当日は、実際にエシカルな商品・サービスを提供する企業エピソードをもとに、エシカル消費を消費者の日常に浸透させるための意見交換を行いました。
企業の枠を越え、想いとアイデアをつなげて明日を変えよう!
詳細は次のとおり。
末吉
岩渕
三本珈琲株式会社で品質管理と開発、フェアトレード等の認証の窓口業務に携わっている岩渕です。
弊社では、企業理念として「ちょっとした幸せを世界中の人に届ける」を掲げ、食品ロスになってしまうコーヒー豆で作った製品や、飢餓で苦しむ子どもたちの学校給食支援につながるWFP(国連世界食糧計画)のレッドカップキャンペーンに賛同したエシカルな製品を製造しています。
本日は、鎌倉市のフェアトレードタウン認定を目指している推進組織「鎌倉エシカルラボ」との連携によって誕生した、鎌倉発のフェアトレードコーヒーの話を中心にお話させていただきます。
善積
株式会社カマンでリユース可能な容器のシェアリングサービス「Megloo」を運営している善積です。
年間約800万トンのプラスチックが廃棄されていますが、そのうちの約半分を容器包装プラスチックが占め、さらにその4分の1を弁当容器・カップが占めています。コロナ禍において、テイクアウトやデリバリーが多く利用されましたが、自社で行ったアンケートの結果、そのゴミを見て罪の意識を感じるという人は8割を超えていました。焼却時に排出されるCO2や、海洋プラスチックの問題を解決したいと思い、3年前からサービスを開始しています。現在は、イベントで活用していただくことも多く、全国20都市で展開しています。
丸川
「アイカサ」という傘のシェアリングサービスを運営している株式会社Nature Innovation Groupの丸川です。元々は児童福祉の分野から、NPOやソーシャルビジネスに興味を持ち、「使い捨て傘ゼロへ」、「雨の日を快適ハッピーに」をミッションに掲げ、現在のサービスをスタートさせました。使い捨てではなく、一つの傘を5年間使い続けることができるので、使う資源やコストを抑えることが可能です。
日本では、年間約8,000万本のビニール傘が消費されていて、傘の輸入量も1億本を超えています。また、一雨降った際に消費されるビニール傘の本数は、1都3県で約15万本です。
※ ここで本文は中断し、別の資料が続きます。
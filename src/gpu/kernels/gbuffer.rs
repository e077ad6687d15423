//! G-buffer capture at the primary hit.

use cubecl::prelude::*;
use crate::gpu::constants::*;
use super::math::*;

/// Record the oct-encoded surface normal and the primary-hit distance for
/// every pixel. Runs right after the depth-0 intersection, while
/// `pixel_index == idx` still holds for the whole array. Miss pixels store
/// zeros (`t == 0` marks them for the denoiser).
#[cube(launch_unchecked)]
pub(crate) fn capture_gbuffer(
    isect_f32: &Array<f32>,
    num_paths: u32,
    gbuffer: &mut Array<f32>,
) {
    let idx = ABSOLUTE_POS;
    if idx >= num_paths {
        terminate!();
    }

    let isect_base = idx * ISECT_F32_STRIDE;
    let t = isect_f32[isect_base];
    let out_base = idx * GBUFFER_STRIDE;

    if t > f32::new(0.0) {
        let enc = oct_encode(
            isect_f32[isect_base + 1],
            isect_f32[isect_base + 2],
            isect_f32[isect_base + 3],
        );
        gbuffer[out_base] = enc[0];
        gbuffer[out_base + 1] = enc[1];
        gbuffer[out_base + 2] = t;
    } else {
        gbuffer[out_base] = f32::new(0.0);
        gbuffer[out_base + 1] = f32::new(0.0);
        gbuffer[out_base + 2] = f32::new(0.0);
    }
}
この現状は改善の余地があるものと捉え、いずれは完全に代替したいと考えています。
末吉
パネリストの皆様からご紹介いただいた取組が、消費者にどのように届いて、感じられているのか実感をお話いただけますか。
棚橋
2019年から、東急グループ等が共同運行しているSDGsトレインに掲載している車内広告では、「つめかえてくれたあなたに、ありがとう。」、「つづけてくれて、ありがとう。」などのフレーズを使用しています。消費者が詰替え商品を購入し、詰替えを行うことで、プラスチック使用量を78%削減することができます。その行動に対して感謝を発信したところ、「詰替えが環境にいいこととは思っていなかった。」「ありがとうと言われて嬉しかった。これからも詰替えようと思う。」という反響がありました。普段の行動がエシカルであることに気付いてもらい、企業と消費者で一緒に取り組もうというメッセージを発信することが大切だと感じています。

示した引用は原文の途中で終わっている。